1
votes

I'm currently working to translate a model from TensorFlow to TensorFlow Lite. I have converted the model from a regular TF 1.x session into a .tflite file by first creating a checkpoint and a saved weightless graph (.pbtxt) and then freezing the model into a .pb with graph weights using the freeze_graph() function, and then finally running the tflite_convert command on my frozen model file. There was no quantization during this process - floats were preserved. After that, I put the model into Android Studio and ran it on my Motorola Moto G7 Power with an Adreno 506 GPU.

There are, however, two major differences between my original model and the one that TF Lite is running. My inference accuracy is lower by roughly 2% on TF Lite (I'm currently looking into this), and GPU compute is much slower than CPU compute on my phone. On computer GPU compute considerably sped up inference speed, however on my phone inference speed on GPU is ~30x slower than CPU.

I have seen that there may be issues with that fact that my phone is currently running Android 9 as it only supports ~30 NNAPI operations but Android 10 supports ~100 (Video : @6:19), but haven't seen anything like that regarding the GPU delegate. My model is just a simple MLP with a hidden layer size of 200, and I can't see its simple operations not being supported and causing CPU-GPU operation switching lag.

My input array is of size [N]x[384] and outputs an array of size [N]x[1], with N being the number of 384-sized inputs I wish to feed in at a given time. N is between 400-800 for all of the input arrays I have fed into it, however I have tried with a larger n to see if perhaps the slowing I noticed was due to the creation of a delegate kernel when the GPU inference was run. For large n, the inference time of GPU approaches that of CPU, making me think that perhaps the GPU delegate is simply falling back on my phone's CPU for its computations.

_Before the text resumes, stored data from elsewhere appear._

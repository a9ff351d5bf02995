//! Call Routes - Placing, inspecting and ending calls

use axum::{
    extract::{Path, Query, State},
    routing::{get, post},
    Json, Router,
};
use uuid::Uuid;

use super::{error_response, ApiError};
use crate::application::InitiateCall;
use crate::models::{
    CallDetailResponse, CallResponse, InitiateCallRequest, ListCallsQuery, DEFAULT_LIST_LIMIT,
};
use crate::AppState;

/// Place an outbound call
#[utoipa::path(
    post,
    path = "/ringline/accounts/{account_id}/calls",
    params(("account_id" = Uuid, Path, description = "Account ID")),
    request_body = InitiateCallRequest,
    responses(
        (status = 200, description = "Call placed and ringing", body = CallResponse),
        (status = 400, description = "Invalid phone number"),
        (status = 404, description = "Account not found"),
        (status = 502, description = "Gateway rejected the call"),
        (status = 500, description = "Internal server error")
    ),
    tag = "Call"
)]
pub async fn initiate_call(
    State(state): State<AppState>,
    Path(account_id): Path<Uuid>,
    Json(payload): Json<InitiateCallRequest>,
) -> Result<Json<CallResponse>, ApiError> {
    let call = state
        .orchestrator
        .initiate(
            account_id,
            InitiateCall {
                phone_number: payload.phone_number,
                objective: payload.objective,
                model: payload.model,
                voice: payload.voice,
            },
        )
        .await
        .map_err(error_response)?;

    Ok(Json(call.into()))
}

/// List calls, newest first
#[utoipa::path(
    get,
    path = "/ringline/accounts/{account_id}/calls",
    params(
        ("account_id" = Uuid, Path, description = "Account ID"),
        ListCallsQuery
    ),
    responses(
        (status = 200, description = "Calls", body = Vec<CallResponse>),
        (status = 400, description = "Invalid limit"),
        (status = 404, description = "Account not found"),
        (status = 500, description = "Internal server error")
    ),
    tag = "Call"
)]
pub async fn list_calls(
    State(state): State<AppState>,
    Path(account_id): Path<Uuid>,
    Query(query): Query<ListCallsQuery>,
) -> Result<Json<Vec<CallResponse>>, ApiError> {
    let calls = state
        .orchestrator
        .list_calls(account_id, query.limit.unwrap_or(DEFAULT_LIST_LIMIT))
        .await
        .map_err(error_response)?;

    Ok(Json(calls.into_iter().map(Into::into).collect()))
}

/// List calls that have not reached a terminal status
#[utoipa::path(
    get,
    path = "/ringline/accounts/{account_id}/calls/active",
    params(("account_id" = Uuid, Path, description = "Account ID")),
    responses(
        (status = 200, description = "Active calls", body = Vec<CallResponse>),
        (status = 404, description = "Account not found"),
        (status = 500, description = "Internal server error")
    ),
    tag = "Call"
)]
pub async fn list_active_calls(
    State(state): State<AppState>,
    Path(account_id): Path<Uuid>,
) -> Result<Json<Vec<CallResponse>>, ApiError> {
    let calls = state
        .orchestrator
        .list_active(account_id)
        .await
        .map_err(error_response)?;

    Ok(Json(calls.into_iter().map(Into::into).collect()))
}

/// Get a call with its audit trail
#[utoipa::path(
    get,
    path = "/ringline/accounts/{account_id}/calls/{call_id}",
    params(
        ("account_id" = Uuid, Path, description = "Account ID"),
        ("call_id" = Uuid, Path, description = "Call ID")
    ),
    responses(
        (status = 200, description = "Call found", body = CallDetailResponse),
        (status = 404, description = "Call not found"),
        (status = 500, description = "Internal server error")
    ),
    tag = "Call"
)]
pub async fn get_call(
    State(state): State<AppState>,
    Path((account_id, call_id)): Path<(Uuid, Uuid)>,
) -> Result<Json<CallDetailResponse>, ApiError> {
    let (call, events) = state
        .orchestrator
        .get_call(account_id, call_id)
        .await
        .map_err(error_response)?;

    Ok(Json(CallDetailResponse {
        call: call.into(),
        events: events.into_iter().map(Into::into).collect(),
    }))
}

/// Hang up a call
#[utoipa::path(
    post,
    path = "/ringline/accounts/{account_id}/calls/{call_id}/end",
    params(
        ("account_id" = Uuid, Path, description = "Account ID"),
        ("call_id" = Uuid, Path, description = "Call ID")
    ),
    responses(
        (status = 200, description = "Call ended (or already finished)", body = CallResponse),
        (status = 404, description = "Call not found"),
        (status = 500, description = "Internal server error")
    ),
    tag = "Call"
)]
pub async fn end_call(
    State(state): State<AppState>,
    Path((account_id, call_id)): Path<(Uuid, Uuid)>,
) -> Result<Json<CallResponse>, ApiError> {
    let call = state
        .orchestrator
        .end_call(account_id, call_id)
        .await
        .map_err(error_response)?;

    Ok(Json(call.into()))
}

pub fn router() -> Router<AppState> {
    Router::new()
        .route(
            "/ringline/accounts/:account_id/calls",
            get(list_calls).post(initiate_call),
        )
        .route(
            "/ringline/accounts/:account_id/calls/active",
            get(list_active_calls),
        )
        .route("/ringline/accounts/:account_id/calls/:call_id", get(get_call))
        .route(
            "/ringline/accounts/:account_id/calls/:call_id/end",
            post(end_call),
        )
}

Here are some examples of CPU/GPU timing compared to the size of n:

N = 500
CPU: 21ms
GPU: 601ms

N = 5,000
CPU: 454ms
GPU: 1004ms

N = 10,000
CPU: 949ms
GPU: 1490ms

Note how the GPU time seems to be a consistent 480ms slower than the CPU time, making me think that the 480ms is spent on the delegate kernel creation, which ends up just running the inference entirely on the CPU.

I am creating my GPU delegate using this code:

    GpuDelegate delegate = new GpuDelegate();
    Interpreter.Options options = (new Interpreter.Options()).addDelegate(delegate);

And creating and running my interpreter with this code:

    Interpreter tfliteGPU = new Interpreter(loadedFile, options);
    tfliteGPU.run(inputArray, outputArray);

And I am using TF Lite Nightly 0.0.0 for TF Lite GPU and TF Lite Base:

    implementation 'org.tensorflow:tensorflow-lite:0.0.0-nightly'
    implementation 'org.tensorflow:tensorflow-lite-gpu:0.0.0-nightly'

Why might this be happening? Any help is appreciated!

1
I think it should be new Interpreter(loadedFile, options); that costs the processing time. - Wei Liu

1 Answers

0
votes

check your model using benchmark app whether all Ops are running on GPU or not, issue might be model is falling back to CPU and that is costing to processing time.